Stored dataset items:
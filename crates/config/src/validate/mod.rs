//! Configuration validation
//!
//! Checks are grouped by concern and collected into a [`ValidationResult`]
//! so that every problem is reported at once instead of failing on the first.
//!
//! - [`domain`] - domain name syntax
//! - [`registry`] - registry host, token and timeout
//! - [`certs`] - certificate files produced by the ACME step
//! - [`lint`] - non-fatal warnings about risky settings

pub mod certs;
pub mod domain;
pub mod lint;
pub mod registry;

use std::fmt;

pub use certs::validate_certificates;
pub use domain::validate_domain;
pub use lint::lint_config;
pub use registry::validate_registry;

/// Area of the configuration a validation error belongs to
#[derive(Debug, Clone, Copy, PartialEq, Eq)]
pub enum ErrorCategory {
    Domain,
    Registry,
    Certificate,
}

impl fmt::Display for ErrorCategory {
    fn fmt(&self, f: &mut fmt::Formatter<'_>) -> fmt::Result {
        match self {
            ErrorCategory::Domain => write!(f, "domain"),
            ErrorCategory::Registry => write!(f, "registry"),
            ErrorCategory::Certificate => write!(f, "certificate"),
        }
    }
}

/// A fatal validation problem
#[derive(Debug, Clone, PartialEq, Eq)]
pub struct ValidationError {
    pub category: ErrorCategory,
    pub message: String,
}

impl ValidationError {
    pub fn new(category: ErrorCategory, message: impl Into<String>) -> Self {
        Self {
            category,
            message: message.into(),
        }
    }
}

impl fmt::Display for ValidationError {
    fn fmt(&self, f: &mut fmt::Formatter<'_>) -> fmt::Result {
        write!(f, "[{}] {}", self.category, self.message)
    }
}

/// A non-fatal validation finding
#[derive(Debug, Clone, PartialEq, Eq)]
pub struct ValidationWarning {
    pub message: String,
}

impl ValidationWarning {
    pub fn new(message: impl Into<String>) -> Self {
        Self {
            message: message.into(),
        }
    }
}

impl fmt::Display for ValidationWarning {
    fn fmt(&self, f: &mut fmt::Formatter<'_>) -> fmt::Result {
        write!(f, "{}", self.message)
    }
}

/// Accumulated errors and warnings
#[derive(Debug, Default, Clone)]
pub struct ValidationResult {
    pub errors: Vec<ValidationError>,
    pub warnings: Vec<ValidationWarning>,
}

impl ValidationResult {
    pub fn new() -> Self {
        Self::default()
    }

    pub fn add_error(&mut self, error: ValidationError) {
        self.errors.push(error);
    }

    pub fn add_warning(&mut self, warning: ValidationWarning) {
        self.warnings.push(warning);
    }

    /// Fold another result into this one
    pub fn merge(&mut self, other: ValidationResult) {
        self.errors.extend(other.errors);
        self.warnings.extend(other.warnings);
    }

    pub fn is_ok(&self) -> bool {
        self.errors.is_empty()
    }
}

### ACTIVITY:
A single number is asked for: how many lines in the entries above hold the string "Clone".

### EXERCISE RESULT:
4